With the exquisiteness of the wonderful slow movement Gergiev and the LSO bring out the music’s romance and regret (and there is a lovely opening horn solo from Katy Woolley) and when the dazzling middle section arrives it is given with virtuosity and precision, as the music demands. The Finale too is unrushed, as it needs to be (Ormandy and Paavo Berglund are just-so, too), Such a trenchant approach does not preclude lightness of touch; and if the slower sections rhapsodise too luxuriantly then the fugue is really made to belong and is given razor-sharp articulation (divided violins coming into their own). There have been wilder accounts of the coda (Paul Kletzki, for example) – although Adam Walker’s flute solo leading up to it is a thing of wonder – but Gergiev’s dash, if lacking desperation, is not quite fitting of his view of the Symphony overall but this is then contradicted by the big rallentando he places over the final few bars – and quite effectively.
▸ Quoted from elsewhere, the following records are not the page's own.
//! Native window frontend built on minifb.

use crate::engine::EngineError;
use crate::frontend::Frontend;
use image::{RgbImage, RgbaImage};
use minifb::{Key, KeyRepeat, MouseButton, MouseMode, WindowOptions};
use tryon_core::export;
use tryon_core::{PointerEvent, PointerInput, SliderId, UiEvent, Viewport};

pub struct Window {
    window: minifb::Window,
    buffer: Vec<u32>,
    viewport: Viewport,
    mouse_down: bool,
    last_mouse: Option<(f32, f32)>,
}

impl Window {
    pub fn new(title: &str, viewport: Viewport) -> Result<Self, EngineError> {
        let (width, height) = (viewport.width as usize, viewport.height as usize);
        let window = minifb::Window::new(title, width, height, WindowOptions::default())
            .map_err(|e| EngineError::Frontend(format!("failed to create window: {e}")))?;

        tracing::info!(width, height, "window opened");
        Ok(Self {
            window,
            buffer: vec![0; width * height],
            viewport,
            mouse_down: false,
            last_mouse: None,
        })
    }

    fn pointer_event(&mut self) -> Option<UiEvent> {
        let down = self.window.get_mouse_down(MouseButton::Left);
        let position = self.window.get_mouse_pos(MouseMode::Discard);
        let (event, dragging) = pointer_transition(self.mouse_down, down, position, self.last_mouse);
        self.mouse_down = dragging;
        if position.is_some() {
            self.last_mouse = position;
        }
        event
    }
}

/// Turn one mouse sample into a pointer event and the new drag flag.
///
/// The button only counts while the cursor is over the window: holding it
/// outside does nothing, and carrying a held button into the window starts
/// a drag at the entry point.
fn pointer_transition(
    was_down: bool,
    down: bool,
    position: Option<(f32, f32)>,
    last: Option<(f32, f32)>,
) -> (Option<UiEvent>, bool) {
    match (was_down, down, position) {
        (false, true, Some((x, y))) => (
            Some(UiEvent::Pointer(PointerEvent::Down(PointerInput::Mouse { x, y }))),
            true,
        ),
        (true, true, Some((x, y))) if last != Some((x, y)) => (
            Some(UiEvent::Pointer(PointerEvent::Move(PointerInput::Mouse { x, y }))),
            true,
        ),
        (true, false, _) => (Some(UiEvent::Pointer(PointerEvent::Up)), false),
        (was_down, down, _) => (None, was_down && down),
    }
}

impl Frontend for Window {
    fn is_open(&self) -> bool {
        self.window.is_open() && !self.window.is_key_down(Key::Escape)
    }

    fn viewport(&self) -> Viewport {
        self.viewport
    }

    fn present(&mut self, video: &RgbImage, overlay: &RgbaImage) -> Result<(), EngineError> {
        let composed = export::compose(video, overlay);
        let (width, height) = (composed.width() as usize, composed.height() as usize);
        self.buffer.resize(width * height, 0);
        for (dst, px) in self.buffer.iter_mut().zip(composed.pixels()) {
            let [r, g, b, _] = px.0;
            *dst = (r as u32) << 16 | (g as u32) << 8 | b as u32;
        }
        self.window
            .update_with_buffer(&self.buffer, width, height)
            .map_err(|e| EngineError::Frontend(e.to_string()))
    }

    fn poll_input(&mut self) -> Vec<UiEvent> {
        let mut events: Vec<UiEvent> = self
            .window
            .get_keys_pressed(KeyRepeat::Yes)
            .into_iter()
            .filter_map(key_event)
            .collect();
        events.extend(self.pointer_event());
        events
    }
}

fn key_event(key: Key) -> Option<UiEvent> {
    let event = match key {
        Key::Equal | Key::NumPadPlus => UiEvent::Nudge(SliderId::Scale, 1),
        Key::Minus | Key::NumPadMinus => UiEvent::Nudge(SliderId::Scale, -1),
        Key::A => UiEvent::Nudge(SliderId::RotationY, -1),
        Key::D => UiEvent::Nudge(SliderId::RotationY, 1),
        Key::Q => UiEvent::Nudge(SliderId::RotationZ, -1),
        Key::E => UiEvent::Nudge(SliderId::RotationZ, 1),
        Key::R => UiEvent::Reset,
        Key::S | Key::Space => UiEvent::Screenshot,
        _ => return None,
    };
    Some(event)
}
I still hold firm that André Previn’s first recording of Rachmaninov 3 (originally RCA) is the one to have – his re-make for EMI, also LSO, didn’t quite emulate it – but there are other fine versions out there, and the music itself is just superb and open to much interpretation. I am certainly pleased to have this one from Gergiev, notable for its spaciousness, poise and integrity. Made tangible is these performers’ sincere consideration for the composer’s depth of feeling and his sheer mastery of getting it onto the page with such personality and proficiency. Applause after both works is rightly excised.